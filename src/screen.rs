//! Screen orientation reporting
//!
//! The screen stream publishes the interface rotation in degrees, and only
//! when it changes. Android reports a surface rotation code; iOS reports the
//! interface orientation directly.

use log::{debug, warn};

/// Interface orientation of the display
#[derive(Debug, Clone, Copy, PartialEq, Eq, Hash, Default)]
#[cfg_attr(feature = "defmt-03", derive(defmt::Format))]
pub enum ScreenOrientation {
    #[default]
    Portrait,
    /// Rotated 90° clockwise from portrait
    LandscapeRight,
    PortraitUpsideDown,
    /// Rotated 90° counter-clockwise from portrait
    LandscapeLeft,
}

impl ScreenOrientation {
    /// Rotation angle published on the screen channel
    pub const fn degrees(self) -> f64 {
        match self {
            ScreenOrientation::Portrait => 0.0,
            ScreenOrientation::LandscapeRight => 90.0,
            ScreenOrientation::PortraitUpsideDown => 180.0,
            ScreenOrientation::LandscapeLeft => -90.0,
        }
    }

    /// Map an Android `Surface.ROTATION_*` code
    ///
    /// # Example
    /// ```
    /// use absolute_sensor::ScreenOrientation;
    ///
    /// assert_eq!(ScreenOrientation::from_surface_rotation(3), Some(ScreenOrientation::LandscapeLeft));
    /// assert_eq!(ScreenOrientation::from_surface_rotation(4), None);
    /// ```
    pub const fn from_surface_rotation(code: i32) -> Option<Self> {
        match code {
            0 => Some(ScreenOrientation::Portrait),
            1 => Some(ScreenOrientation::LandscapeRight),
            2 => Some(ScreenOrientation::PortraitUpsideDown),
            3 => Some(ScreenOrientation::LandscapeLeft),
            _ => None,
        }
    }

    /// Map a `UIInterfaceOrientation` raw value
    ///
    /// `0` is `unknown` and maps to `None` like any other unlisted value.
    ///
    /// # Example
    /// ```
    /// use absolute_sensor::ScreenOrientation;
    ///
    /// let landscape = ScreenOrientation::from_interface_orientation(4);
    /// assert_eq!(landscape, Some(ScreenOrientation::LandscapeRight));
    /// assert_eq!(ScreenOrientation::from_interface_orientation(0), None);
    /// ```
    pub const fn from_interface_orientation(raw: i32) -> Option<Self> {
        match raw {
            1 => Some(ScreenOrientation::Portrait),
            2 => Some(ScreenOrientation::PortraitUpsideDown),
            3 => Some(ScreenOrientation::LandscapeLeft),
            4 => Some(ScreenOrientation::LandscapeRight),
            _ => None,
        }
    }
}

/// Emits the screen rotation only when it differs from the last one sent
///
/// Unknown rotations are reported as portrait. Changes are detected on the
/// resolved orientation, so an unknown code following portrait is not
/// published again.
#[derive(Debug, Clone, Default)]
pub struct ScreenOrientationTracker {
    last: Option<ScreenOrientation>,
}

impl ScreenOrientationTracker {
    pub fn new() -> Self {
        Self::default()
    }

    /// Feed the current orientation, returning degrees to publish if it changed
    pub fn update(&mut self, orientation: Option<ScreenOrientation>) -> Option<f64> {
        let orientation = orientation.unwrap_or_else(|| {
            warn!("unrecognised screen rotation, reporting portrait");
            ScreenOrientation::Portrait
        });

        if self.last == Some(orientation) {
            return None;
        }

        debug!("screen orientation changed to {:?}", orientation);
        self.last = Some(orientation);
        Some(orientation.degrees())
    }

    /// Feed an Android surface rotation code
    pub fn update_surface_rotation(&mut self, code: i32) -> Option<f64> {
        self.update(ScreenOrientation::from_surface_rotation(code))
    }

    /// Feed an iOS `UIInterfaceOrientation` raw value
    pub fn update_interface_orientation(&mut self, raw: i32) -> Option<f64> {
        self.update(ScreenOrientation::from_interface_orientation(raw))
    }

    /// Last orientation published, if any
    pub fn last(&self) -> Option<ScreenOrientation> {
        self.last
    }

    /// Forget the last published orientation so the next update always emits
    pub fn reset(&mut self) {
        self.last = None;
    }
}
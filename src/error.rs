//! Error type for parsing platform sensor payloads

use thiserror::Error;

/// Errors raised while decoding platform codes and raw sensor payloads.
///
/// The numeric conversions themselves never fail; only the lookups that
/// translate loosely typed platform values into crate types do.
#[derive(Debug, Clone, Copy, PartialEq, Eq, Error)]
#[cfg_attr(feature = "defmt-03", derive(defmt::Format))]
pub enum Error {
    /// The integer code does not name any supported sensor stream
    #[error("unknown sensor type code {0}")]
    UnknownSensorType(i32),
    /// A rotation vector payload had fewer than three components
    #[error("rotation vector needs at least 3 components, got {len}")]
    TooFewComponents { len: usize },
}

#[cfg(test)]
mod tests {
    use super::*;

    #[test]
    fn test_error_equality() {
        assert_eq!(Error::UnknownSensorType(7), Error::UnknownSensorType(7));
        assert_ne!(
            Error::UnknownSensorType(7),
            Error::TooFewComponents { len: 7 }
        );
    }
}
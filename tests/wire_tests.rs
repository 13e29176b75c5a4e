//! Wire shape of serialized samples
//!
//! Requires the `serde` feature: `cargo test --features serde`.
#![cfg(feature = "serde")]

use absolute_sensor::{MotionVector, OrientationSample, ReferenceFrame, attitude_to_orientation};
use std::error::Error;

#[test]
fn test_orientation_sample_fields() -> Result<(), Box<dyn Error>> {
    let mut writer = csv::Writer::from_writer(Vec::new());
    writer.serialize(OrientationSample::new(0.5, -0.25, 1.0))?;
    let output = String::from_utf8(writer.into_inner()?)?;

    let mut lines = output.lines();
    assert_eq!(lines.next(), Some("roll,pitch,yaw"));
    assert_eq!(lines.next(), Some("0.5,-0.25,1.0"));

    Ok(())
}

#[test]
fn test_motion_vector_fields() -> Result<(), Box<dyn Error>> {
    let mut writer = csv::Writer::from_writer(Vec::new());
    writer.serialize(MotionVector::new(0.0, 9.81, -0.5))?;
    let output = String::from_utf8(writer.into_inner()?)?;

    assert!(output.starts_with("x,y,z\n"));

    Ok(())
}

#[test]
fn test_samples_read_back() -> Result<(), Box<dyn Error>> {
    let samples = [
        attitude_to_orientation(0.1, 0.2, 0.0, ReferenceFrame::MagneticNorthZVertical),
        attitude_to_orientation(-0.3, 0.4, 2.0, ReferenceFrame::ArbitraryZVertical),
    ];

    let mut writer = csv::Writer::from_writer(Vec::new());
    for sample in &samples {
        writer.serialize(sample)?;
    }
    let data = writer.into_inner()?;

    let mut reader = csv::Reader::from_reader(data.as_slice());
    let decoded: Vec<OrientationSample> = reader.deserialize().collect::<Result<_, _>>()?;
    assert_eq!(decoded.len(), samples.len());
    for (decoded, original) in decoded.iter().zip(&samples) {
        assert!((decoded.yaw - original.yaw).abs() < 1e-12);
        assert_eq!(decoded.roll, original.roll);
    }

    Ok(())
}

*Problem to solve*
Type out the material again, matching every line.

*Answer for the task*
filename src/screen.rs
//! Screen orientation reporting
//!
//! The screen stream publishes the interface rotation in degrees, and only
//! when it changes. Android reports a surface rotation code; iOS reports the
//! interface orientation directly.

use log::{debug, warn};

/// Interface orientation of the display
#[derive(Debug, Clone, Copy, PartialEq, Eq, Hash, Default)]
#[cfg_attr(feature = "defmt-03", derive(defmt::Format))]
pub enum ScreenOrientation {
    #[default]
    Portrait,
    /// Rotated 90° clockwise from portrait
    LandscapeRight,
    PortraitUpsideDown,
    /// Rotated 90° counter-clockwise from portrait
    LandscapeLeft,
}

impl ScreenOrientation {
    /// Rotation angle published on the screen channel
    pub const fn degrees(self) -> f64 {
        match self {
            ScreenOrientation::Portrait => 0.0,
            ScreenOrientation::LandscapeRight => 90.0,
            ScreenOrientation::PortraitUpsideDown => 180.0,
            ScreenOrientation::LandscapeLeft => -90.0,
        }
    }

    /// Map an Android `Surface.ROTATION_*` code
    ///
    /// # Example
    /// ```
    /// use absolute_sensor::ScreenOrientation;
    ///
    /// assert_eq!(ScreenOrientation::from_surface_rotation(3), Some(ScreenOrientation::LandscapeLeft));
    /// assert_eq!(ScreenOrientation::from_surface_rotation(4), None);
    /// ```
    pub const fn from_surface_rotation(code: i32) -> Option<Self> {
        match code {
            0 => Some(ScreenOrientation::Portrait),
            1 => Some(ScreenOrientation::LandscapeRight),
            2 => Some(ScreenOrientation::PortraitUpsideDown),
            3 => Some(ScreenOrientation::LandscapeLeft),
            _ => None,
        }
    }

    /// Map a `UIInterfaceOrientation` raw value
    ///
    /// `0` is `unknown` and maps to `None` like any other unlisted value.
    ///
    /// # Example
    /// ```
    /// use absolute_sensor::ScreenOrientation;
    ///
    /// let landscape = ScreenOrientation::from_interface_orientation(4);
    /// assert_eq!(landscape, Some(ScreenOrientation::LandscapeRight));
    /// assert_eq!(ScreenOrientation::from_interface_orientation(0), None);
    /// ```
    pub const fn from_interface_orientation(raw: i32) -> Option<Self> {
        match raw {
            1 => Some(ScreenOrientation::Portrait),
            2 => Some(ScreenOrientation::PortraitUpsideDown),
            3 => Some(ScreenOrientation::LandscapeLeft),
            4 => Some(ScreenOrientation::LandscapeRight),
            _ => None,
        }
    }
}

/// Emits the screen rotation only when it differs from the last one sent
///
/// Unknown rotations are reported as portrait. Changes are detected on the
/// resolved orientation, so an unknown code following portrait is not
/// published again.
#[derive(Debug, Clone, Default)]
pub struct ScreenOrientationTracker {
    last: Option<ScreenOrientation>,
}

impl ScreenOrientationTracker {
    pub fn new() -> Self {
        Self::default()
    }

    /// Feed the current orientation, returning degrees to publish if it changed
    pub fn update(&mut self, orientation: Option<ScreenOrientation>) -> Option<f64> {
        let orientation = orientation.unwrap_or_else(|| {
            warn!("unrecognised screen rotation, reporting portrait");
            ScreenOrientation::Portrait
        });

        if self.last == Some(orientation) {
            return None;
        }

        debug!("screen orientation changed to {:?}", orientation);
        self.last = Some(orientation);
        Some(orientation.degrees())
    }

    /// Feed an Android surface rotation code
    pub fn update_surface_rotation(&mut self, code: i32) -> Option<f64> {
        self.update(ScreenOrientation::from_surface_rotation(code))
    }

    /// Feed an iOS `UIInterfaceOrientation` raw value
    pub fn update_interface_orientation(&mut self, raw: i32) -> Option<f64> {
        self.update(ScreenOrientation::from_interface_orientation(raw))
    }

    /// Last orientation published, if any
    pub fn last(&self) -> Option<ScreenOrientation> {
        self.last
    }

    /// Forget the last published orientation so the next update always emits
    pub fn reset(&mut self) {
        self.last = None;
    }
}
filename src/error.rs
//! Error type for parsing platform sensor payloads

use thiserror::Error;

/// Errors raised while decoding platform codes and raw sensor payloads.
///
/// The numeric conversions themselves never fail; only the lookups that
/// translate loosely typed platform values into crate types do.
#[derive(Debug, Clone, Copy, PartialEq, Eq, Error)]
#[cfg_attr(feature = "defmt-03", derive(defmt::Format))]
pub enum Error {
    /// The integer code does not name any supported sensor stream
    #[error("unknown sensor type code {0}")]
    UnknownSensorType(i32),
    /// A rotation vector payload had fewer than three components
    #[error("rotation vector needs at least 3 components, got {len}")]
    TooFewComponents { len: usize },
}

#[cfg(test)]
mod tests {
    use super::*;

    #[test]
    fn test_error_equality() {
        assert_eq!(Error::UnknownSensorType(7), Error::UnknownSensorType(7));
        assert_ne!(
            Error::UnknownSensorType(7),
            Error::TooFewComponents { len: 7 }
        );
    }
}
filename tests/wire_tests.rs
repository 13e29176b75c5a4e
//! Wire shape of serialized samples
//!
//! Requires the `serde` feature: `cargo test --features serde`.
#![cfg(feature = "serde")]

use absolute_sensor::{MotionVector, OrientationSample, ReferenceFrame, attitude_to_orientation};
use std::error::Error;

#[test]
fn test_orientation_sample_fields() -> Result<(), Box<dyn Error>> {
    let mut writer = csv::Writer::from_writer(Vec::new());
    writer.serialize(OrientationSample::new(0.5, -0.25, 1.0))?;
    let output = String::from_utf8(writer.into_inner()?)?;

    let mut lines = output.lines();
    assert_eq!(lines.next(), Some("roll,pitch,yaw"));
    assert_eq!(lines.next(), Some("0.5,-0.25,1.0"));

    Ok(())
}

#[test]
fn test_motion_vector_fields() -> Result<(), Box<dyn Error>> {
    let mut writer = csv::Writer::from_writer(Vec::new());
    writer.serialize(MotionVector::new(0.0, 9.81, -0.5))?;
    let output = String::from_utf8(writer.into_inner()?)?;

    assert!(output.starts_with("x,y,z\n"));

    Ok(())
}

#[test]
fn test_samples_read_back() -> Result<(), Box<dyn Error>> {
    let samples = [
        attitude_to_orientation(0.1, 0.2, 0.0, ReferenceFrame::MagneticNorthZVertical),
        attitude_to_orientation(-0.3, 0.4, 2.0, ReferenceFrame::ArbitraryZVertical),
    ];

    let mut writer = csv::Writer::from_writer(Vec::new());
    for sample in &samples {
        writer.serialize(sample)?;
    }
    let data = writer.into_inner()?;

    let mut reader = csv::Reader::from_reader(data.as_slice());
    let decoded: Vec<OrientationSample> = reader.deserialize().collect::<Result<_, _>>()?;
    assert_eq!(decoded.len(), samples.len());
    for (decoded, original) in decoded.iter().zip(&samples) {
        assert!((decoded.yaw - original.yaw).abs() < 1e-12);
        assert_eq!(decoded.roll, original.roll);
    }

    Ok(())
}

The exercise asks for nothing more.